São Paulo – Brazil’s Foreign Trade Chamber (Camex), the government’s foreign trade policymaking body, has approved a resolution lowering import taxes on six different industry inputs. The goal is to prevent a shortage on the domestic market. The ruling was issued this Friday (16th) in the Federal Official Gazette.

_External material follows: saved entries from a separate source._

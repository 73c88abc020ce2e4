use axum::{extract::Request, middleware::Next, response::Response};
use std::time::Instant;

use crate::metrics::{HTTP_REQUESTS_TOTAL, HTTP_REQUEST_DURATION_SECONDS};

/// Middleware collecting HTTP metrics (latency, request count)
pub async fn metrics_middleware(req: Request, next: Next) -> Response {
    let start = Instant::now();
    let method = req.method().to_string();
    let path = normalize_path(req.uri().path());

    let response = next.run(req).await;

    let duration = start.elapsed().as_secs_f64();
    let status = response.status().as_u16().to_string();

    HTTP_REQUESTS_TOTAL
        .with_label_values(&[&method, &path, &status])
        .inc();

    HTTP_REQUEST_DURATION_SECONDS
        .with_label_values(&[&method, &path])
        .observe(duration);

    response
}

/// Normalize URL path to avoid cardinality explosion
/// Replaces dynamic segments like attempt/test identifiers with placeholders
fn normalize_path(path: &str) -> String {
    let segments: Vec<&str> = path.split('/').collect();
    let mut normalized = Vec::new();

    for segment in segments {
        if is_entity_id(segment) || is_uuid_like(segment) || is_numeric_id(segment) {
            normalized.push("{id}");
        } else {
            normalized.push(segment);
        }
    }

    normalized.join("/")
}

/// Attempt and test identifiers carry a type prefix followed by a UUID
fn is_entity_id(s: &str) -> bool {
    s.strip_prefix("attempt_")
        .or_else(|| s.strip_prefix("test_"))
        .is_some_and(is_uuid_like)
}

/// Check if string looks like a UUID
fn is_uuid_like(s: &str) -> bool {
    // UUID format: 8-4-4-4-12 hex characters
    if s.len() != 36 {
        return false;
    }
    s.chars().all(|c| c.is_ascii_hexdigit() || c == '-')
}

/// Check if string is a numeric ID
fn is_numeric_id(s: &str) -> bool {
    !s.is_empty() && s.chars().all(|c| c.is_ascii_digit())
}

#[cfg(test)]
mod tests {
    use super::*;

    #[test]
    fn test_normalize_path() {
        assert_eq!(
            normalize_path("/api/v1/attempts/550e8400-e29b-41d4-a716-446655440000"),
            "/api/v1/attempts/{id}"
        );
        assert_eq!(
            normalize_path("/api/v1/attempts/attempt_550e8400-e29b-41d4-a716-446655440000/sessions"),
            "/api/v1/attempts/{id}/sessions"
        );
        assert_eq!(normalize_path("/health"), "/health");
        assert_eq!(normalize_path("/metrics"), "/metrics");
    }

    #[test]
    fn test_is_uuid_like() {
        assert!(is_uuid_like("550e8400-e29b-41d4-a716-446655440000"));
        assert!(!is_uuid_like("not-a-uuid"));
        assert!(!is_uuid_like("12345"));
    }

    #[test]
    fn test_is_entity_id() {
        assert!(is_entity_id("attempt_550e8400-e29b-41d4-a716-446655440000"));
        assert!(is_entity_id("test_550e8400-e29b-41d4-a716-446655440000"));
        assert!(!is_entity_id("attempt_short"));
        assert!(!is_entity_id("session_550e8400-e29b-41d4-a716-446655440000"));
    }
}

The tax cuts are as follow: aluminium sheets and coiled strips, from 12% to 2% up to a maximum quota of 2,000 tonnes, valid for 12 months; barium sulphate, from 10% to 2% for 12 months, up to 10,000 tonnes; aniline and its salts, from 12% to 2% for 12 months, up to 7,500 tonnes; titanium oxide, from 10% to 2%, for 12 months, up to 8,000 tonnes; anhydrous disodium phosphate, effective as of April 13th, from 10% to 2% for six months, up to 425,000; and palm kernel oil, effective as of April 17th, from 10% to 2% up to a maximum quota of 116,157 tonnes.
Last Thursday (15th), Camex had already lowered the import tax on up to 0.2 millimetres-thick aluminium sheets and strips, also to prevent domestic undersupply. In this case, the measure will become effective on the 31st and remain valid for six months, for up to 2,137 tonnes.